Two men were to have a profound effect on Mitchell. One was the painter Michael Goldberg (1924-2007), the main reason for Mitchell’s divorce from Rosset, and her partner in an amour fou of the early ’50s. Albers provides a vivid portrait of the erratic Goldberg, who in her account was jailed several times and twice remanded to mental institutions. He stole from friends, forging a check under the all-suffering Rosset’s name in 1951 and, in the mid-’60s, filching several drawings from de Kooning and faking his signature. One reason Mitchell began spending so much time in France in the mid-’50s was to free herself from her obsession with Goldberg and their inebriated, knock-down-drag-out fights.

Yet in Paris, in 1955, she met the Canadian-born painter Jean-Paul Riopelle (1923-2002), an art star with whom she began a possibly even crazier relationship that lasted, nevertheless, 24 years. Riopelle was married when they met and divorced his wife to lure Mitchell to France for good; although she longed for it and he promised, he never married her.

For a time, Mitchell subsumed her own ambitions to those of the inveterate womanizer Riopelle. His was a glamorous life, filled with yachts, expensive cars and multiple dwellings. Mitchell grew close to his two daughters but never had a child of her own, a fact she often lamented to friends. Riopelle wanted no more, and certainly not with Mitchell.

She traveled in heady circles in Paris and, as in New York, socialized constantly. For all her misanthropy, Mitchell craved human contact (though she probably loved dogs as a species more than people). Among her Paris chums were the U.S. expatriate artists Sam Francis (with whom she was lovers for a time), Norman Bluhm and Shirley Jaffe (from then on one of her closest friends). Others included European artists Bram van Velde and Alberto Giacometti, and writers Beckett and Harry Mathews (and many more).

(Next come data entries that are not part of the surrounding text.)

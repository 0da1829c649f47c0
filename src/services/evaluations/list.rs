use actix_web::{HttpRequest, HttpResponse, Result as ActixResult};

use super::{EvaluationService, parse_category};
use crate::errors::FacultyEvalError;
use crate::middlewares::RequireJWT;
use crate::models::evaluations::entities::CategoryKind;
use crate::models::evaluations::requests::EvaluationListQuery;
use crate::models::evaluations::responses::{
    EvaluationEntryListResponse, EvaluationFormListResponse,
};
use crate::models::scope::{Caller, Scope, resolve_scope};
use crate::models::users::entities::UserRole;
use crate::models::{ApiResponse, ErrorCode};
use crate::services::current_evaluation_year;

/// 列出可见范围内某类别的记录
///
/// 范围由角色解析：普通教师只见本人，系主任固定本科室，
/// 管理员可全局或指定科室。
pub async fn list_evaluations(
    service: &EvaluationService,
    request: &HttpRequest,
    category_raw: &str,
    query: EvaluationListQuery,
) -> ActixResult<HttpResponse> {
    let storage = service.get_storage(request);

    let current_user = match RequireJWT::extract_user_claims(request) {
        Some(user) => user,
        None => {
            return Ok(HttpResponse::Unauthorized()
                .json(ApiResponse::error_empty(ErrorCode::Unauthorized, "未登录")));
        }
    };

    let category = match parse_category(category_raw) {
        Ok(category) => category,
        Err(resp) => return Ok(resp),
    };

    let caller = Caller::from_user(&current_user);
    let scope = resolve_scope(&caller, query.department.as_deref());

    // 管理员指定的科室必须存在
    if current_user.role == UserRole::Admin
        && let Scope::Department(ref department) = scope
    {
        match storage.department_exists(department).await {
            Ok(true) => {}
            Ok(false) => {
                return Ok(crate::services::storage_error_response(
                    &FacultyEvalError::unknown_department(format!("科室不存在: {department}")),
                ));
            }
            Err(e) => return Ok(crate::services::storage_error_response(&e)),
        }
    }

    let year = query.year.unwrap_or_else(current_evaluation_year);

    match category.kind() {
        CategoryKind::SingleForm => match storage.list_forms(&scope, category, year).await {
            Ok(items) => Ok(HttpResponse::Ok().json(ApiResponse::success(
                EvaluationFormListResponse { items },
                "查询成功",
            ))),
            Err(e) => Ok(crate::services::storage_error_response(&e)),
        },
        CategoryKind::MultiEntry => match storage.list_entries(&scope, category, year).await {
            Ok(items) => Ok(HttpResponse::Ok().json(ApiResponse::success(
                EvaluationEntryListResponse { items },
                "查询成功",
            ))),
            Err(e) => Ok(crate::services::storage_error_response(&e)),
        },
    }
}
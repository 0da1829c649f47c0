//! API 业务错误码
//!
//! 按 HTTP 状态码分组：4xxyy，yy 为组内序号。

#[derive(Debug, Clone, Copy, PartialEq, Eq)]
pub enum ErrorCode {
    Success = 0,

    // 400 参数/校验
    BadRequest = 40000,
    ValidationFailed = 40001,
    UnknownCategory = 40002,
    UserNameInvalid = 40003,
    UserPasswordInvalid = 40004,

    // 401 认证
    Unauthorized = 40100,
    AuthFailed = 40101,

    // 403 授权
    Forbidden = 40300,

    // 404 资源
    NotFound = 40400,
    UserNotFound = 40401,
    EvaluationNotFound = 40402,
    UnknownDepartment = 40403,

    // 409 幂等冲突
    Conflict = 40900,
    UserAlreadyExists = 40901,
    DuplicateSubmission = 40902,
    AlreadyScored = 40903,

    // 422 聚合
    EmptyCohort = 42200,

    // 5xx 服务端
    InternalServerError = 50000,
    ServiceUnavailable = 50300,
}

#[cfg(test)]
mod tests {
    use super::*;

    #[test]
    fn test_code_values() {
        assert_eq!(ErrorCode::Success as i32, 0);
        assert_eq!(ErrorCode::DuplicateSubmission as i32, 40902);
        assert_eq!(ErrorCode::AlreadyScored as i32, 40903);
        assert_eq!(ErrorCode::EmptyCohort as i32, 42200);
    }
}
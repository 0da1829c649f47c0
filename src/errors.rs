//! 统一错误处理模块
//!
//! 使用宏自动生成错误类型，支持错误代码和类型名称。

use std::fmt;

/// 定义错误类型的宏
///
/// 自动生成：
/// - enum 定义
/// - code() 方法 - 返回错误代码
/// - error_type() 方法 - 返回错误类型名称
/// - message() 方法 - 返回错误详情
/// - 便捷构造函数
macro_rules! define_faculty_eval_errors {
    ($(
        $variant:ident($code:literal, $type_name:literal)
    ),* $(,)?) => {
        #[derive(Debug, Clone)]
        pub enum FacultyEvalError {
            $($variant(String),)*
        }

        impl FacultyEvalError {
            /// 获取错误代码
            pub fn code(&self) -> &'static str {
                match self {
                    $(FacultyEvalError::$variant(_) => $code,)*
                }
            }

            /// 获取错误类型名称
            pub fn error_type(&self) -> &'static str {
                match self {
                    $(FacultyEvalError::$variant(_) => $type_name,)*
                }
            }

            /// 获取错误详情
            pub fn message(&self) -> &str {
                match self {
                    $(FacultyEvalError::$variant(msg) => msg,)*
                }
            }
        }

        // 生成便捷构造函数
        paste::paste! {
            impl FacultyEvalError {
                $(
                    pub fn [<$variant:snake>]<T: Into<String>>(msg: T) -> Self {
                        FacultyEvalError::$variant(msg.into())
                    }
                )*
            }
        }
    };
}

define_faculty_eval_errors! {
    DatabaseConfig("E001", "Database Configuration Error"),
    DatabaseConnection("E002", "Database Connection Error"),
    DatabaseOperation("E003", "Database Operation Error"),
    TransientStore("E004", "Transient Store Error"),
    Validation("E005", "Validation Error"),
    DuplicateSubmission("E006", "Duplicate Submission"),
    AlreadyScored("E007", "Already Scored"),
    Forbidden("E008", "Forbidden"),
    UnknownDepartment("E009", "Unknown Department"),
    EmptyCohort("E010", "Empty Cohort"),
    NotFound("E011", "Resource Not Found"),
    Serialization("E012", "Serialization Error"),
    Authentication("E013", "Authentication Error"),
}

impl FacultyEvalError {
    /// 是否可重试（瞬时存储故障），区别于约束冲突等确定性失败
    pub fn is_retryable(&self) -> bool {
        matches!(self, FacultyEvalError::TransientStore(_))
    }

    /// 格式化为简洁输出
    pub fn format_simple(&self) -> String {
        format!("{}: {}", self.error_type(), self.message())
    }
}

impl fmt::Display for FacultyEvalError {
    fn fmt(&self, f: &mut fmt::Formatter<'_>) -> fmt::Result {
        write!(f, "{}", self.format_simple())
    }
}

impl std::error::Error for FacultyEvalError {}

// 为常见的错误类型实现 From trait
impl From<sea_orm::DbErr> for FacultyEvalError {
    fn from(err: sea_orm::DbErr) -> Self {
        match err {
            // 连接失败属于瞬时错误，调用方可重试；约束冲突在存储层单独映射
            sea_orm::DbErr::Conn(e) => FacultyEvalError::TransientStore(e.to_string()),
            sea_orm::DbErr::ConnectionAcquire(e) => FacultyEvalError::TransientStore(e.to_string()),
            other => FacultyEvalError::DatabaseOperation(other.to_string()),
        }
    }
}

impl From<std::io::Error> for FacultyEvalError {
    fn from(err: std::io::Error) -> Self {
        FacultyEvalError::TransientStore(err.to_string())
    }
}

impl From<serde_json::Error> for FacultyEvalError {
    fn from(err: serde_json::Error) -> Self {
        FacultyEvalError::Serialization(err.to_string())
    }
}

impl From<chrono::ParseError> for FacultyEvalError {
    fn from(err: chrono::ParseError) -> Self {
        FacultyEvalError::Validation(err.to_string())
    }
}

pub type Result<T> = std::result::Result<T, FacultyEvalError>;

#[cfg(test)]
mod tests {
    use super::*;

    #[test]
    fn test_error_codes() {
        assert_eq!(FacultyEvalError::database_config("test").code(), "E001");
        assert_eq!(FacultyEvalError::validation("test").code(), "E005");
        assert_eq!(FacultyEvalError::duplicate_submission("test").code(), "E006");
        assert_eq!(FacultyEvalError::already_scored("test").code(), "E007");
        assert_eq!(FacultyEvalError::empty_cohort("test").code(), "E010");
    }

    #[test]
    fn test_error_types() {
        assert_eq!(
            FacultyEvalError::duplicate_submission("test").error_type(),
            "Duplicate Submission"
        );
        assert_eq!(
            FacultyEvalError::validation("test").error_type(),
            "Validation Error"
        );
    }

    #[test]
    fn test_error_message() {
        let err = FacultyEvalError::validation("Invalid input");
        assert_eq!(err.message(), "Invalid input");
    }

    #[test]
    fn test_retryable_classification() {
        assert!(FacultyEvalError::transient_store("pool exhausted").is_retryable());
        assert!(!FacultyEvalError::duplicate_submission("dup").is_retryable());
        assert!(!FacultyEvalError::already_scored("scored").is_retryable());
    }

    #[test]
    fn test_format_simple() {
        let err = FacultyEvalError::unknown_department("Radiology");
        let formatted = err.format_simple();
        assert!(formatted.contains("Unknown Department"));
        assert!(formatted.contains("Radiology"));
    }
}
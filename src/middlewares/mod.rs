pub mod require_jwt;
pub mod require_role;

pub use require_jwt::RequireJWT;
pub use require_role::RequireRole;

use actix_web::{HttpResponse, http::StatusCode, http::header::CONTENT_TYPE};

use crate::models::{ApiResponse, ErrorCode};

// 辅助函数：创建中间件层的错误响应
pub(crate) fn create_error_response(
    status: StatusCode,
    code: ErrorCode,
    message: &str,
) -> HttpResponse {
    HttpResponse::build(status)
        .insert_header((CONTENT_TYPE, "application/json; charset=utf-8"))
        .json(ApiResponse::<()>::error_empty(code, message))
}
use actix_web::{HttpRequest, HttpResponse, Result as ActixResult, web};
use once_cell::sync::Lazy;

use crate::middlewares;
use crate::models::evaluations::requests::EvaluationListQuery;
use crate::models::users::entities::UserRole;
use crate::services::ReportService;

// 懒加载的全局 ReportService 实例
static REPORT_SERVICE: Lazy<ReportService> = Lazy::new(ReportService::new_lazy);

// 年度 KPI 报表
pub async fn get_kpi_report(
    req: HttpRequest,
    query: web::Query<EvaluationListQuery>,
) -> ActixResult<HttpResponse> {
    REPORT_SERVICE.get_kpi_report(&req, query.into_inner()).await
}

// 配置路由
pub fn configure_reports_routes(cfg: &mut web::ServiceConfig) {
    cfg.service(
        web::scope("/api/v1/reports")
            .wrap(middlewares::RequireJWT)
            .service(
                web::scope("")
                    .wrap(middlewares::RequireRole::new_any(UserRole::head_roles()))
                    .route("/kpis", web::get().to(get_kpi_report)),
            ),
    );
}
pub mod auth;
pub mod common;
pub mod evaluations;
pub mod reports;
pub mod scope;
pub mod users;

pub use common::error_code::ErrorCode;
pub use common::pagination::{PaginatedResponse, PaginationInfo, PaginationQuery};
pub use common::response::ApiResponse;

/// 程序启动时间（用于运行时长统计）
#[derive(Debug, Clone)]
pub struct AppStartTime {
    pub start_datetime: chrono::DateTime<chrono::Utc>,
}
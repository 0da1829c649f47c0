//! 预导入模块，方便使用

pub use super::evaluation_entries::{
    ActiveModel as EvaluationEntryActiveModel, Entity as EvaluationEntries,
    Model as EvaluationEntryModel,
};
pub use super::evaluation_forms::{
    ActiveModel as EvaluationFormActiveModel, Entity as EvaluationForms,
    Model as EvaluationFormModel,
};
pub use super::users::{ActiveModel as UserActiveModel, Entity as Users, Model as UserModel};
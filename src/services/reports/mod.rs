pub mod kpis;

use actix_web::{HttpRequest, HttpResponse, Result as ActixResult};
use std::sync::Arc;

use crate::models::evaluations::requests::EvaluationListQuery;
use crate::storage::Storage;

pub struct ReportService {
    storage: Option<Arc<dyn Storage>>,
}

impl ReportService {
    pub fn new_lazy() -> Self {
        Self { storage: None }
    }

    pub(crate) fn get_storage(&self, request: &HttpRequest) -> Arc<dyn Storage> {
        if let Some(storage) = &self.storage {
            storage.clone()
        } else {
            request
                .app_data::<actix_web::web::Data<Arc<dyn Storage>>>()
                .expect("Storage not found in app data")
                .get_ref()
                .clone()
        }
    }

    /// 年度 KPI 报表
    pub async fn get_kpi_report(
        &self,
        request: &HttpRequest,
        query: EvaluationListQuery,
    ) -> ActixResult<HttpResponse> {
        kpis::get_kpi_report(self, request, query).await
    }
}
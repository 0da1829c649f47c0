use actix_web::{HttpRequest, HttpResponse, Result as ActixResult};
use tracing::error;

use super::AuthService;
use crate::errors::FacultyEvalError;
use crate::models::{
    ApiResponse, ErrorCode,
    auth::RegisterRequest,
    users::{entities::UserRole, requests::CreateUserRequest, responses::UserResponse},
};
use crate::utils::password::hash_password;
use crate::utils::validate::{validate_department, validate_password_simple, validate_username};

pub async fn handle_register(
    service: &AuthService,
    register_request: RegisterRequest,
    request: &HttpRequest,
) -> ActixResult<HttpResponse> {
    // 验证用户名
    if let Err(msg) = validate_username(&register_request.username) {
        return Ok(HttpResponse::BadRequest()
            .json(ApiResponse::error_empty(ErrorCode::UserNameInvalid, msg)));
    }

    // 验证密码策略
    if let Err(msg) = validate_password_simple(&register_request.password) {
        return Ok(HttpResponse::BadRequest()
            .json(ApiResponse::error_empty(ErrorCode::UserPasswordInvalid, msg)));
    }

    // 验证科室名
    if let Err(msg) = validate_department(&register_request.department) {
        return Ok(HttpResponse::BadRequest()
            .json(ApiResponse::error_empty(ErrorCode::ValidationFailed, msg)));
    }

    let password_hash = match hash_password(&register_request.password) {
        Ok(hash) => hash,
        Err(e) => {
            return Ok(
                HttpResponse::InternalServerError().json(ApiResponse::error_empty(
                    ErrorCode::InternalServerError,
                    format!("Password hashing failed: {e}"),
                )),
            );
        }
    };

    let storage = service.get_storage(request);

    // 注册账号的角色固定为普通教师，提升角色属于管理操作
    let create_request = CreateUserRequest {
        username: register_request.username,
        password: password_hash,
        role: UserRole::User,
        department: register_request.department.trim().to_string(),
        full_name: register_request.full_name,
    };

    match storage.create_user(create_request).await {
        Ok(user) => Ok(HttpResponse::Created()
            .json(ApiResponse::success(UserResponse { user }, "注册成功"))),
        // 用户名唯一约束冲突
        Err(FacultyEvalError::Validation(msg)) => Ok(HttpResponse::Conflict()
            .json(ApiResponse::error_empty(ErrorCode::UserAlreadyExists, msg))),
        Err(e) => {
            error!("User registration failed: {}", e);
            Ok(crate::services::storage_error_response(&e))
        }
    }
}
use super::entities::User;
use crate::models::common::PaginationInfo;
use serde::Serialize;

// 用户响应
#[derive(Debug, Serialize)]
pub struct UserResponse {
    pub user: User,
}

// 用户列表响应
#[derive(Debug, Serialize)]
pub struct UserListResponse {
    pub items: Vec<User>,
    pub pagination: PaginationInfo,
}
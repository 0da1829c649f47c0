use actix_web::{HttpRequest, HttpResponse, Result as ActixResult, web};
use once_cell::sync::Lazy;

use crate::middlewares;
use crate::models::auth::requests::{LoginRequest, RegisterRequest, UpdateProfileRequest};
use crate::services::AuthService;

// 懒加载的全局 AuthService 实例
static AUTH_SERVICE: Lazy<AuthService> = Lazy::new(AuthService::new_lazy);

pub async fn login(
    req: HttpRequest,
    user_data: web::Json<LoginRequest>,
) -> ActixResult<HttpResponse> {
    AUTH_SERVICE.login(user_data.into_inner(), &req).await
}

pub async fn register(
    req: HttpRequest,
    user_data: web::Json<RegisterRequest>,
) -> ActixResult<HttpResponse> {
    AUTH_SERVICE.register(user_data.into_inner(), &req).await
}

pub async fn logout(_req: HttpRequest) -> ActixResult<HttpResponse> {
    AUTH_SERVICE.logout().await
}

pub async fn refresh_token(request: HttpRequest) -> ActixResult<HttpResponse> {
    AUTH_SERVICE.refresh_token(&request).await
}

pub async fn get_profile(request: HttpRequest) -> ActixResult<HttpResponse> {
    AUTH_SERVICE.get_profile(&request).await
}

pub async fn update_profile(
    req: HttpRequest,
    update_data: web::Json<UpdateProfileRequest>,
) -> ActixResult<HttpResponse> {
    AUTH_SERVICE
        .update_profile(update_data.into_inner(), &req)
        .await
}

// 配置路由
pub fn configure_auth_routes(cfg: &mut web::ServiceConfig) {
    cfg.service(
        web::scope("/api/v1/auth")
            .route("/login", web::post().to(login))
            .route("/register", web::post().to(register))
            .route("/refresh", web::post().to(refresh_token))
            .route("/logout", web::post().to(logout))
            .service(
                web::scope("")
                    .wrap(middlewares::RequireJWT)
                    .route("/me", web::get().to(get_profile))
                    .route("/me", web::put().to(update_profile)),
            ),
    );
}
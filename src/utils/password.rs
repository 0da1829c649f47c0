use crate::config::AppConfig;
use crate::errors::FacultyEvalError;
use argon2::password_hash::{SaltString, rand_core::OsRng};
use argon2::{Algorithm, Argon2, Params, PasswordHash, PasswordHasher, PasswordVerifier, Version};

/// 哈希密码
pub fn hash_password(password: &str) -> Result<String, FacultyEvalError> {
    let config = AppConfig::get();
    let params = Params::new(
        config.argon2.memory_cost,
        config.argon2.time_cost,
        config.argon2.parallelism,
        None,
    )
    .map_err(|e| FacultyEvalError::validation(format!("Argon2 参数错误: {e}")))?;

    let argon2 = Argon2::new(Algorithm::Argon2id, Version::V0x13, params);
    let salt = SaltString::generate(&mut OsRng);
    let hash = argon2
        .hash_password(password.as_bytes(), &salt)
        .map_err(|e| FacultyEvalError::validation(format!("密码哈希失败: {e}")))?;
    Ok(hash.to_string())
}

/// 验证密码
pub fn verify_password(password: &str, hash: &str) -> bool {
    match PasswordHash::new(hash) {
        Ok(parsed_hash) => Argon2::default()
            .verify_password(password.as_bytes(), &parsed_hash)
            .is_ok(),
        Err(_) => false,
    }
}
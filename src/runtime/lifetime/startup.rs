use crate::models::users::entities::UserRole;
use crate::models::users::requests::CreateUserRequest;
use crate::storage::Storage;
use crate::utils::password::hash_password;
use std::sync::Arc;
use tracing::{debug, info, warn};

pub struct StartupContext {
    pub storage: Arc<dyn Storage>,
}

/// 生成随机密码
fn generate_random_password(length: usize) -> String {
    use rand::Rng;
    const CHARSET: &[u8] = b"ABCDEFGHIJKLMNOPQRSTUVWXYZabcdefghijklmnopqrstuvwxyz0123456789!@#$%";
    let mut rng = rand::rng();
    (0..length)
        .map(|_| {
            let idx = rng.random_range(0..CHARSET.len());
            CHARSET[idx] as char
        })
        .collect()
}

/// 初始化默认管理员账号
/// 如果数据库中没有任何用户，则创建一个默认的 admin 账号
async fn seed_admin(storage: &Arc<dyn Storage>) {
    // 检查是否已有用户
    match storage.count_users().await {
        Ok(count) if count > 0 => {
            debug!(
                "Database already has {} user(s), skipping admin seed",
                count
            );
            return;
        }
        Ok(_) => {
            info!("No users found in database, creating default admin account...");
        }
        Err(e) => {
            warn!("Failed to count users: {}, skipping admin seed", e);
            return;
        }
    }

    // 获取密码：优先从环境变量，否则生成随机密码
    let password = std::env::var("ADMIN_PASSWORD").unwrap_or_else(|_| {
        let pwd = generate_random_password(16);
        warn!("==========================================================");
        warn!("  ADMIN PASSWORD NOT SET - USING GENERATED PASSWORD");
        warn!("  Generated admin password: {}", pwd);
        warn!("  Please save this password or set ADMIN_PASSWORD env var");
        warn!("==========================================================");
        pwd
    });

    // 哈希密码
    let password_hash = match hash_password(&password) {
        Ok(hash) => hash,
        Err(e) => {
            warn!("Failed to hash admin password: {}, skipping admin seed", e);
            return;
        }
    };

    // 创建管理员账号
    let admin_request = CreateUserRequest {
        username: "admin".to_string(),
        password: password_hash,
        role: UserRole::Admin,
        department: "Medical Education".to_string(),
        full_name: "Administrator".to_string(),
    };

    match storage.create_user(admin_request).await {
        Ok(user) => {
            info!(
                "Default admin account created successfully (ID: {}, username: {})",
                user.id, user.username
            );
        }
        Err(e) => {
            warn!("Failed to create admin account: {}", e);
        }
    }
}

/// 准备服务器启动的上下文
/// 包括存储初始化、迁移与管理员种子
pub async fn prepare_server_startup() -> StartupContext {
    rustls::crypto::ring::default_provider()
        .install_default()
        .expect("Failed to install rustls crypto provider");

    let storage = crate::storage::create_storage()
        .await
        .expect("Failed to create storage backend");
    warn!("Storage backend initialized and migrations completed");

    // 初始化默认管理员账号（如果需要）
    seed_admin(&storage).await;

    StartupContext { storage }
}
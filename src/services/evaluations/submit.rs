use actix_web::{HttpRequest, HttpResponse, Result as ActixResult};

use super::{EvaluationService, parse_category};
use crate::middlewares::RequireJWT;
use crate::models::evaluations::catalog::{compute_sum, validate_entry};
use crate::models::evaluations::entities::CategoryKind;
use crate::models::evaluations::requests::{NewEntry, NewForm, SubmitEvaluationRequest};
use crate::models::evaluations::responses::SubmissionResponse;
use crate::models::{ApiResponse, ErrorCode};
use crate::services::current_evaluation_year;

/// 提交本人评估数据
///
/// 提交永远落在当前年度上；单表单类别由唯一索引保证每年至多一次，
/// 重复提交返回 409。
pub async fn submit_evaluation(
    service: &EvaluationService,
    request: &HttpRequest,
    category_raw: &str,
    req: SubmitEvaluationRequest,
) -> ActixResult<HttpResponse> {
    let storage = service.get_storage(request);

    let current_user = match RequireJWT::extract_user_claims(request) {
        Some(user) => user,
        None => {
            return Ok(HttpResponse::Unauthorized()
                .json(ApiResponse::error_empty(ErrorCode::Unauthorized, "未登录")));
        }
    };

    let category = match parse_category(category_raw) {
        Ok(category) => category,
        Err(resp) => return Ok(resp),
    };

    let year = current_evaluation_year();

    match category.kind() {
        CategoryKind::SingleForm => {
            // 全有或全无：任何坏指标都在写库前整体拒绝
            let aspects_sum = match compute_sum(category, &req.fields) {
                Ok(sum) => sum,
                Err(e) => return Ok(crate::services::storage_error_response(&e)),
            };

            let form = NewForm {
                user_id: current_user.id,
                category,
                year,
                criteria: serde_json::Value::Object(req.fields),
                aspects_sum,
            };

            match storage.try_insert_form(form).await {
                Ok(created) => Ok(HttpResponse::Created().json(ApiResponse::success(
                    SubmissionResponse {
                        record_id: created.id,
                        year,
                        aspects_sum: Some(created.aspects_sum),
                    },
                    "提交成功",
                ))),
                Err(e) => Ok(crate::services::storage_error_response(&e)),
            }
        }
        CategoryKind::MultiEntry => {
            let validated = match validate_entry(category, &req.fields) {
                Ok(validated) => validated,
                Err(e) => return Ok(crate::services::storage_error_response(&e)),
            };

            let entry = NewEntry {
                user_id: current_user.id,
                category,
                year,
                payload: validated.payload,
                research_type: validated.research_type,
                publisher_kind: validated.publisher_kind,
            };

            match storage.insert_entry(entry).await {
                Ok(created) => Ok(HttpResponse::Created().json(ApiResponse::success(
                    SubmissionResponse {
                        record_id: created.id,
                        year,
                        aspects_sum: None,
                    },
                    "提交成功",
                ))),
                Err(e) => Ok(crate::services::storage_error_response(&e)),
            }
        }
    }
}
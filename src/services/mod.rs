pub mod auth;
pub mod evaluations;
pub mod reports;
pub mod users;

pub use auth::AuthService;
pub use evaluations::EvaluationService;
pub use reports::ReportService;
pub use users::UserService;

use actix_web::HttpResponse;
use chrono::Datelike;

use crate::errors::FacultyEvalError;
use crate::models::{ApiResponse, ErrorCode};

/// 当前评估年度（UTC）
pub(crate) fn current_evaluation_year() -> i32 {
    chrono::Utc::now().year()
}

/// 把领域错误映射为统一的 HTTP 响应
///
/// 校验与幂等冲突都带具体原因返回给调用方，绝不吞掉后默认成功；
/// 瞬时存储故障返回 503，调用方可重试。
pub(crate) fn storage_error_response(err: &FacultyEvalError) -> HttpResponse {
    let message = err.message().to_string();
    match err {
        FacultyEvalError::Validation(_) => HttpResponse::BadRequest()
            .json(ApiResponse::error_empty(ErrorCode::ValidationFailed, message)),
        FacultyEvalError::DuplicateSubmission(_) => HttpResponse::Conflict().json(
            ApiResponse::error_empty(ErrorCode::DuplicateSubmission, message),
        ),
        FacultyEvalError::AlreadyScored(_) => HttpResponse::Conflict()
            .json(ApiResponse::error_empty(ErrorCode::AlreadyScored, message)),
        FacultyEvalError::Forbidden(_) => HttpResponse::Forbidden()
            .json(ApiResponse::error_empty(ErrorCode::Forbidden, message)),
        FacultyEvalError::UnknownDepartment(_) => HttpResponse::NotFound().json(
            ApiResponse::error_empty(ErrorCode::UnknownDepartment, message),
        ),
        FacultyEvalError::EmptyCohort(_) => HttpResponse::UnprocessableEntity()
            .json(ApiResponse::error_empty(ErrorCode::EmptyCohort, message)),
        FacultyEvalError::NotFound(_) => HttpResponse::NotFound()
            .json(ApiResponse::error_empty(ErrorCode::NotFound, message)),
        FacultyEvalError::TransientStore(_) => HttpResponse::ServiceUnavailable().json(
            ApiResponse::error_empty(ErrorCode::ServiceUnavailable, message),
        ),
        _ => HttpResponse::InternalServerError().json(ApiResponse::error_empty(
            ErrorCode::InternalServerError,
            message,
        )),
    }
}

In 1968, Mitchell purchased a rural retreat called La Tour in Vétheuil, near Giverny. She bought the property with her inheritance; Riopelle paid for renovations. In her later years, La Tour became something of a pilgrimage for young artists, whom Mitchell would take under her wing, for better or worse. Mitchell and Riopelle split up in 1979, after he began a relationship with one of Mitchell’s young followers, a betrayal that Mitchell never forgave.

Mitchell’s terrifying physical deterioration began in 1984, when she developed cancer of the jaw. Although she conquered the disease for a time, she was diagnosed with esophageal cancer in 1990, the same year she underwent unsuccessful hip surgery. It was an excruciating decline, her body failing her in numerous ways, and she died of lung cancer in 1992 at the Curie Institute in Paris.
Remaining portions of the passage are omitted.